Saved search you should build day-1

Tab:        Web
Time:       Last 1h
Action:     Block, TLS-Fail, Caution
Department: All
Group by:   URL Category, then Rule

(Save as: "All blocks last hour — first triage")

Insights also offers Saved Searches. Build five of these the day you get tenant access — top-5 blocks last 24h, TLS-failures last 1h, DLP triggers last 7d, sandbox-quarantined files last 24h, Tunnel-disconnect events last 1h. They become your dashboard.

Quick check · Which Insights tab

A branch reports "Z-Tunnel red on every laptop since 2 AM — all users lost ZIA." The Z-Tunnel client and Root CA are already verified healthy. Which Insights tab do you open first, and what's the likely root cause?

a) Web tab — a certificate problem.b) Tunnel tab — outbound 443 blocked at the branch firewall after the 2 AM maintenance window (or an expired auth token).c) DNS tab — the recursive resolver is down.d) ZPA Diagnostics → Trace User.

Correct: b. Tunnel-down symptoms belong in the Tunnel tab, not Web. A 2 AM maintenance window plus simultaneous, site-wide failure points to the branch firewall closing outbound 443 to Zscaler IPs. Auth-token expiry is the other common cause but tends to be staggered, not simultaneous.

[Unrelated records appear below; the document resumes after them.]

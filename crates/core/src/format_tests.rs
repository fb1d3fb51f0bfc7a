// SPDX-License-Identifier: BUSL-1.1
// Copyright (c) 2026 Alfred Jean LLC

use super::*;
use chrono::TimeZone;
use yare::parameterized;

#[parameterized(
    zero = { 0, "0B" },
    tiny = { 2, "2B" },
    just_below_b_limit = { 99_999, "99999B" },
    at_b_limit = { 100_000, "97.66kB" },
    mid_kb = { 1_048_576, "1024.00kB" },
    just_below_mb_limit = { 10_239_999, "10000.00kB" },
    at_mb_limit = { 10_240_000, "9.77MB" },
    big = { 1_073_741_824, "1024.00MB" },
)]
fn byte_counts(bytes: u64, want: &str) {
    assert_eq!(format_byte_count(bytes), want);
}

#[parameterized(
    zero = { 0, "0ms" },
    sub_second = { 42, "42ms" },
    one_second = { 1000, "1.000s" },
    longer = { 12_345, "12.345s" },
)]
fn durations(ms: u64, want: &str) {
    assert_eq!(format_duration(Duration::from_millis(ms)), want);
}

#[test]
fn utc_timestamp_format() {
    let at = Utc.with_ymd_and_hms(2026, 3, 4, 5, 6, 7).unwrap()
        + chrono::Duration::microseconds(123_456);
    assert_eq!(format_utc_timestamp(at), "20260304-05:06:07.1234");
}

#[test]
fn utc_timestamp_pads_fraction() {
    let at = Utc.with_ymd_and_hms(2026, 12, 31, 23, 59, 59).unwrap();
    assert_eq!(format_utc_timestamp(at), "20261231-23:59:59.0000");
}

ZPA Diagnostics — deep dive

ZPA Diagnostics is structurally different from ZIA Insights — ZPA brokers private app access, so the question isn't "was this URL allowed" but "did the right policy + Connector + Server combination resolve". Three tools matter:

Trace User — pick a user + an Application Segment. ZPA replays the last access attempt and shows you exactly which Access Policy matched, which Server Group + Connector Group was chosen, which Connector handled it, and the result. This is the L3 equivalent of traceroute for ZPA.
Connector Health — per-region availability graph. Shows you which Connectors in which Connector Group are UP, what their latency back to the ZPA Cloud is, and CPU/memory. A red Connector here is almost always the answer when an entire site loses ZPA access.
App Segment Browsing tracer — type a hostname (e.g. jira.corp.internal) and ZPA tells you which App Segment + Segment Group + Server Group it would route to. Critical when wildcard segments overlap and the wrong one is matching.

Rule of thumb: if the user says "the app didn't load", open Trace User before anything else. It tells you in one screen whether the failure was policy (no match), Posture (failed device check), Connector (unhealthy), or Server (origin down).

NSS — streaming logs to your SIEM

Insights and Diagnostics are great for live debugging, but they're in-tenant and they don't keep data forever. The moment your SOC needs to correlate Zscaler events with EDR, email gateway, identity (Okta / Entra), or build a custom retention dashboard — you need NSS (Nanolog Streaming Service). NSS continuously streams ZIA and ZPA logs over TCP/TLS to your SIEM collector.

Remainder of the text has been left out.